だが真の地獄はまだ始まってすらいなかったことを、ヴァニスはそのあと知った。瑠璃は駅前にいた蛹也黄を殺し尽くすと、ゆっくりと周りを睥睨して、今度は目についた人を襲い出したのだ。自分たちを助けてくれていたはずの少女が一転して敵に回ったことで、人々は再び悲鳴を上げ始める。
「……そんな」
ヴァニスが崩れ落ちる。もう瑠璃は完全に狂っていた。家長の暴走による影響がピークを迎え、人と蛹也黄の、いや、善と悪の区別すら、つかなくなっていた。彼女は正義の人にもなれなかった。あまりにも一瞬の出来事すぎて、ヴァニスにはそのことを悔しんだり悲しんだりする余裕も残されていない。ただただ膝をついて、眼前で繰り広げられる殺戮を眺めている。
『処分対象だ』
突如として耳元で聞こえた声に、ヴァニスは我を取り戻した。パルテだ。
『本来ならB世界の家長の仕事だけど――今は使い物にならない。僕たちが代行する』
「処分……とは、パルテ様、まさか、瑠璃を」
『そうだ。――殺せ、ヴァニス。このままでは、B世界の無辜の民が大勢死ぬ』
彼の決定的な一言を聞いて、ヴァニスは息が止まるような錯覚に襲われた。
誰もいない、月の光も差さない路地の出口で、ヴァニスはただ一人、虚ろな顔で首を振る。

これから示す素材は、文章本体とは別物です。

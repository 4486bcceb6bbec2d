//! Fixed-capacity circular buffer for a dedicated producer and a dedicated consumer.
//!
//! `RingBuffer` is the single-owner form: both cursors live in the struct and every
//! operation takes `&mut self`, so exclusive access is checked by the compiler.
//! `RingBuffer::split` hands out a `RingProducer` and a `RingConsumer` for two threads.
//! Each half owns one cursor and only ever stores to it, so plain atomic loads and
//! stores are enough and no compare-and-swap is involved.

use std::cell::UnsafeCell;
use std::sync::atomic::{AtomicU64, Ordering};
use std::sync::Arc;

use thiserror::Error;

#[derive(Error, Debug, PartialEq, Eq)]
pub enum RingBufferError {
    #[error("ring buffer capacity must be a non-zero power of two, got {0}")]
    InvalidCapacity(usize),
}

pub struct RingBuffer<T> {
    slots: Box<[Option<T>]>,
    mask: u64,
    write: u64,
    read: u64,
}

impl<T> RingBuffer<T> {
    pub fn new(capacity: usize) -> Result<Self, RingBufferError> {
        if !capacity.is_power_of_two() {
            return Err(RingBufferError::InvalidCapacity(capacity));
        }
        Ok(Self {
            slots: (0..capacity).map(|_| None).collect(),
            mask: capacity as u64 - 1,
            write: 0,
            read: 0,
        })
    }

    /// Store `item`, handing it back untouched when the buffer is full
    pub fn try_write(&mut self, item: T) -> Result<(), T> {
        if self.write - self.read == self.capacity() as u64 {
            return Err(item);
        }
        let index = (self.write & self.mask) as usize;
        self.slots[index] = Some(item);
        self.write += 1;
        Ok(())
    }

    pub fn try_read(&mut self) -> Option<T> {
        if self.read == self.write {
            return None;
        }
        let index = (self.read & self.mask) as usize;
        let item = self.slots[index].take();
        self.read += 1;
        item
    }

    pub fn capacity(&self) -> usize {
        self.slots.len()
    }

    pub fn len(&self) -> usize {
        (self.write - self.read) as usize
    }

    pub fn is_empty(&self) -> bool {
        self.read == self.write
    }

    pub fn is_full(&self) -> bool {
        self.len() == self.capacity()
    }

    /// Split into halves for one producer thread and one consumer thread
    ///
    /// Items already buffered stay in place and are read first.
    pub fn split(self) -> (RingProducer<T>, RingConsumer<T>) {
        let shared = Arc::new(Shared {
            slots: self
                .slots
                .into_vec()
                .into_iter()
                .map(UnsafeCell::new)
                .collect(),
            mask: self.mask,
            write: AtomicU64::new(self.write),
            read: AtomicU64::new(self.read),
        });
        (
            RingProducer {
                shared: Arc::clone(&shared),
            },
            RingConsumer { shared },
        )
    }
}

struct Shared<T> {
    slots: Box<[UnsafeCell<Option<T>>]>,
    mask: u64,
    write: AtomicU64,
    read: AtomicU64,
}

// Slot `i` is touched by the producer only while `write - read < capacity` and by the
// consumer only while `read < write`. The Release store of each cursor publishes the
// slot access that preceded it, so the two halves never alias a slot.
unsafe impl<T: Send> Send for Shared<T> {}
unsafe impl<T: Send> Sync for Shared<T> {}

impl<T> Shared<T> {
    fn capacity(&self) -> u64 {
        self.slots.len() as u64
    }

    fn slot(&self, cursor: u64) -> *mut Option<T> {
        self.slots[(cursor & self.mask) as usize].get()
    }
}

/// Writing half of a split `RingBuffer`
pub struct RingProducer<T> {
    shared: Arc<Shared<T>>,
}

impl<T> RingProducer<T> {
    pub fn try_write(&mut self, item: T) -> Result<(), T> {
        let write = self.shared.write.load(Ordering::Relaxed);
        let read = self.shared.read.load(Ordering::Acquire);
        if write - read == self.shared.capacity() {
            return Err(item);
        }
        // SAFETY: the consumer has released this slot (read acquired above) and will
        // not touch it again until the store below publishes it.
        unsafe {
            *self.shared.slot(write) = Some(item);
        }
        self.shared.write.store(write + 1, Ordering::Release);
        Ok(())
    }

    pub fn len(&self) -> usize {
        let read = self.shared.read.load(Ordering::Acquire);
        (self.shared.write.load(Ordering::Relaxed) - read) as usize
    }

    pub fn is_empty(&self) -> bool {
        self.len() == 0
    }

    pub fn capacity(&self) -> usize {
        self.shared.slots.len()
    }
}

/// Reading half of a split `RingBuffer`
pub struct RingConsumer<T> {
    shared: Arc<Shared<T>>,
}

impl<T> RingConsumer<T> {
    pub fn try_read(&mut self) -> Option<T> {
        let read = self.shared.read.load(Ordering::Relaxed);
        let write = self.shared.write.load(Ordering::Acquire);
        if read == write {
            return None;
        }
        // SAFETY: the producer published this slot (write acquired above) and will not
        // reuse it until the store below releases it.
        let item = unsafe { (*self.shared.slot(read)).take() };
        self.shared.read.store(read + 1, Ordering::Release);
        item
    }

    pub fn len(&self) -> usize {
        let write = self.shared.write.load(Ordering::Acquire);
        (write - self.shared.read.load(Ordering::Relaxed)) as usize
    }

    pub fn is_empty(&self) -> bool {
        self.len() == 0
    }
}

「……できません。私に瑠璃を殺すなど、できるわけがありません」
『あれは君の腕だ。君は大戦を経て、もう暴力はしないと誓ったはずだろう。その君の腕が今、何の罪もない人々を殺戮し続けているんだ。……ターシャの死を、忘れたのかい』
パルテの最後の言葉を聞いて、ヴァニスは決心せざるを得なかった。大戦の戦火に巻き込まれて殺された娘のことを思い出したのだ。もう、あんなことは、二度とごめんだったのに。
「……かしこまりました」
ヴァニスは唇を噛みながら立ち上がって、今もなお暴れ回る瑠璃のもとへ近づいた。右腕に力を込める。すると、交換されていた二人の腕が元に戻った。奪い返すこともできるらしい。
「……ヴァニス。返して、ルリの腕。ソレがあれば、ルリは人を救える」
「瑠璃。もう、やめてくれ」
「やっぱりルリが正しかった。悪は力の限りを尽くして消さなきゃならない。それが正義」
「違う。暴力をもって成し遂げられる正義は――」
「うるさいッ!」
瑠璃が常軌を逸した表情で怒鳴る。細い腕のまま、ヴァニスへ殴りかかろうとする。
ヴァニスはそれを流して、そのまま彼女の心臓を貫いた――表情を消し、感情を殺して。
瑠璃の命の灯火が、消える。華奢な身体が、抉られたコンクリートのうえに倒れ込む。
墨色の瞳は既に光を失っていて、――痛みもなく即死したことは明らかだった。
「……任務、完了しました」
ぼう、と耳元のイヤーカフが煌めく。
『お疲れ様、ヴァニス。……すまなかった』
ヴァニスは自身の拳を固く握り締めた。爪が皮膚に食い込んで、血が滲む。だが、心のうちに宿った激情の芽を摘み取るには、そんな手ぬるい痛みでは足りなかった。
『今、帰還の準備を整える。少し待機していてくれ』
パルテの通信が途絶える。本当に独りになったヴァニスは、おもむろに空を見上げた。たった四日間。短い滞在だった。それでも自分は、瑠璃と、……瑠璃と、何を為せたのだろう。
散々守るだの何だの嘯いておいて、結局最後はこれか。年端もいかない少女の命を身勝手に奪っておいて、涙なんぞ、流してたまるものか。自分は悪人だ。瑠璃に殺されるべき、悪人だったのだ。ヴァニスは何もかもに落胆したように、肩を落とした。
そのとき、彼の視界が奇妙に歪んだ。
「……なんだ?」
見えている世界がおかしい。ゆらゆらと蜃気楼のように揺らいで、焦点が合わなくなる。パルテからの通信はまだない。A世界に帰る合図というわけでもないだろう。これは一体――顔を上げた刹那、ヴァニスの視界に雷のような眩い光が差し込んで、彼は思わず両目を閉じた。
「……今のは」
ヴァニスが次に目を開けたとき、彼は客室のような部屋にいた。そして自分がいる場所をすぐに察する。ここはパルテが住んでいる屋敷だ。その証拠に、目の前のプレジデントチェアにはパルテが足を組んで腰かけていた。ということは、A世界に戻ってきたらしい。
「……パルテ様。私は」
「ああ、悪いね、来てもらって。実は君にお願いしたいことがあるんだ、ヴァニス」
「……………………は?」
パルテは、まるで何も知らない体を装っているかのように、同じ言葉を口にした。